Well, I really overshot my sodium yesterday which probably wouldn’t have mattered all that much if I had stayed within my calorie range. For awhile there, I thought my lack of weight lose could be solely attributed to not drinking enough water and/or too much sodium but the bottom line is simply: “Calories In, Calories Out”. Nothing magical about that!
I finished the first “preparatory” week of Beck’s Diet Solution last night. I have made 1 ARC and 2 Response Cards to be read as frequently as I need to. I have set in place a primary diet and a back-up secondary one: my primary one is BLC and my secondary is South Beach since I feel that I learned a lot from following that and much of what I learned in 2008-2010 I still practice today. I have determined the “Advantages of Losing Weight” (ARC card) to be primarily health-related: I do not need anyone to convince me that full blown diabetes is looming ahead if I don’t practice eating healthy, exercising and, eventually, losing the extra weight. The “vanity” part is gravy. My Response cards are ones I identified as what I need to do to ensure that I have the “tools” to lose weight and then keep it off. For me, it has always been about losing weight since I have found that part of the equation the most difficult to “carry out”.
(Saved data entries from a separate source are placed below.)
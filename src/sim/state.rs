//! Per-tick commodity states exchanged between device models.

use crate::profile::{Commodity, CommodityMap};

/// State of one commodity at one device port.
#[derive(Debug, Clone, Copy, PartialEq, Default)]
pub struct CommodityState {
    /// Power in W, positive = consumption, negative = production.
    pub power_w: f64,
    /// Medium temperature in °C, for thermal commodities.
    pub temperature: Option<f64>,
}

impl CommodityState {
    pub fn power(power_w: f64) -> Self {
        Self {
            power_w,
            temperature: None,
        }
    }

    pub fn thermal(power_w: f64, temperature: f64) -> Self {
        Self {
            power_w,
            temperature: Some(temperature),
        }
    }
}

/// Commodity states restricted to the commodities a device deals with.
///
/// Used both for a device's outputs and for the inputs it sees, which are
/// the summed outputs of the other producers of its consumed commodities.
#[derive(Debug, Clone, PartialEq, Default)]
pub struct LimitedCommodityStateMap {
    states: CommodityMap<Option<CommodityState>>,
}

impl LimitedCommodityStateMap {
    pub fn new() -> Self {
        Self::default()
    }

    pub fn clear(&mut self) {
        for (_, slot) in self.states.iter_mut() {
            *slot = None;
        }
    }

    pub fn is_empty(&self) -> bool {
        self.states.iter().all(|(_, s)| s.is_none())
    }

    pub fn get(&self, commodity: Commodity) -> Option<&CommodityState> {
        self.states[commodity].as_ref()
    }

    pub fn set(&mut self, commodity: Commodity, state: CommodityState) {
        self.states[commodity] = Some(state);
    }

    pub fn set_power(&mut self, commodity: Commodity, power_w: f64) {
        self.set(commodity, CommodityState::power(power_w));
    }

    /// Power of `commodity`, 0 when absent.
    pub fn power(&self, commodity: Commodity) -> f64 {
        self.get(commodity).map_or(0.0, |s| s.power_w)
    }

    pub fn temperature(&self, commodity: Commodity) -> Option<f64> {
        self.get(commodity).and_then(|s| s.temperature)
    }

    pub fn iter(&self) -> impl Iterator<Item = (Commodity, &CommodityState)> {
        self.states.iter().filter_map(|(c, s)| s.as_ref().map(|s| (c, s)))
    }

    /// Adds `state` into the slot for `commodity`.
    ///
    /// Powers sum. The first temperature seen is kept, so a single source
    /// of a thermal medium (a tank) defines the temperature.
    pub fn accumulate(&mut self, commodity: Commodity, state: &CommodityState) {
        let slot = self.states[commodity].get_or_insert_with(CommodityState::default);
        slot.power_w += state.power_w;
        if slot.temperature.is_none() {
            slot.temperature = state.temperature;
        }
    }
}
What I will be practicing from here on out is to: eat slowly especially foods I have a tendency to “gobble” (mostly sweets), eat no more than 1 servings of fruit per setting if possible and no more than 3 per day, 4+ servings of vegetables per day, drink at least 64-80 oz water each day, break up my meals into 3 meals plus two snacks when possible, record and pre-plan my meals daily, using smaller plates when I am able to help me “feel” like I am eating more and also to train my eye to know what a “normal” portion or serving looks like. Yesterday’s task was to “arrange my environment” to ensure success as I diet. I agreed to make homemade fudge so I asked Paul if he would be willing to have it out in the car.
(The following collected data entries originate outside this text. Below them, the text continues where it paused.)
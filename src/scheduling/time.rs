//! Clock abstraction so triggers can be driven by tests and replays.

use std::sync::atomic::{AtomicI64, Ordering};
use std::time::{SystemTime, UNIX_EPOCH};

/// Source of the current time in whole seconds since the epoch.
pub trait TimeSource: Send + Sync {
    fn now(&self) -> i64;
}

/// Wall clock.
#[derive(Debug, Default, Clone, Copy)]
pub struct SystemTimeSource;

impl TimeSource for SystemTimeSource {
    fn now(&self) -> i64 {
        SystemTime::now()
            .duration_since(UNIX_EPOCH)
            .map_or(0, |d| d.as_secs() as i64)
    }
}

/// Manually driven clock.
#[derive(Debug, Default)]
pub struct FixedTimeSource(AtomicI64);

impl FixedTimeSource {
    pub fn new(now: i64) -> Self {
        Self(AtomicI64::new(now))
    }

    pub fn set(&self, now: i64) {
        self.0.store(now, Ordering::SeqCst);
    }

    pub fn advance(&self, secs: i64) {
        self.0.fetch_add(secs, Ordering::SeqCst);
    }
}

impl TimeSource for FixedTimeSource {
    fn now(&self) -> i64 {
        self.0.load(Ordering::SeqCst)
    }
}

impl<T: TimeSource + ?Sized> TimeSource for std::sync::Arc<T> {
    fn now(&self) -> i64 {
        (**self).now()
    }
}
//! Detects when a device drifts away from its published schedule.

use crate::profile::{Commodity, LoadProfile};

/// Tracks how long measured power has stayed away from the plan.
///
/// Observers feed every measurement through [`observe`](Self::observe) and
/// publish their next part with `with_forced_reschedule(true)` once it
/// returns `true`.
#[derive(Debug, Clone, PartialEq)]
pub struct DeviationMonitor {
    commodity: Commodity,
    threshold_w: i32,
    min_duration_secs: i64,
    deviating_since: Option<i64>,
}

impl DeviationMonitor {
    pub fn new(commodity: Commodity, threshold_w: i32, min_duration_secs: i64) -> Self {
        Self {
            commodity,
            threshold_w: threshold_w.max(0),
            min_duration_secs: min_duration_secs.max(0),
            deviating_since: None,
        }
    }

    /// Compares `measured_w` at `time` with `planned`.
    ///
    /// Returns `true` while the deviation has exceeded the threshold for at
    /// least the minimum duration.
    pub fn observe(&mut self, planned: &LoadProfile, time: i64, measured_w: i32) -> bool {
        let expected = planned.value_at(self.commodity, time);
        let deviation = (i64::from(measured_w) - i64::from(expected)).abs();
        if deviation <= i64::from(self.threshold_w) {
            self.deviating_since = None;
            return false;
        }
        let since = *self.deviating_since.get_or_insert(time);
        time - since >= self.min_duration_secs
    }

    /// Forgets an ongoing deviation, e.g. after a new schedule arrived.
    pub fn reset(&mut self) {
        self.deviating_since = None;
    }
}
I have been alternating between getting “one chocolate bar vs the whole bag”. It still has been difficult to just eat one serving. Most of those candy bars are 2.5 servings which ends up being 200-475 calories! I just might not be able to buy any of those period because once I open the package, I just seem to keep on going. This is a major stumbling block for me to successfully lose and keep the weight off. I would like to believe that I can exert more self-control but when it comes to sweets but especially when I am home I don’t want to eat just one. I want to eat as many and as much as I want until I am full. I am very willful when it comes to this. I would probably be the same way when we are eating out but I am more aware of how that might be perceived plus I also am trying harder to exert more self-control. I think this is really crucial that I have identified this thought and belief of mine.
I have looked ahead in this book and I am coming to one of the important points in her program: No Choice. Although I haven’t read the whole chapter yet (I’m working this book as she strongly recommends, one day at a time) my understanding is that you make a decision to not stray from your food plan “no matter what”. Since, I have done that so many times, this one action might be the key that turns my lackluster dieting efforts into some serious weight lose. What that will mean for me is that there is no “off time” for my dieting. I am dieting all the time, day in and day out, whether it is a birthday, holiday or every day.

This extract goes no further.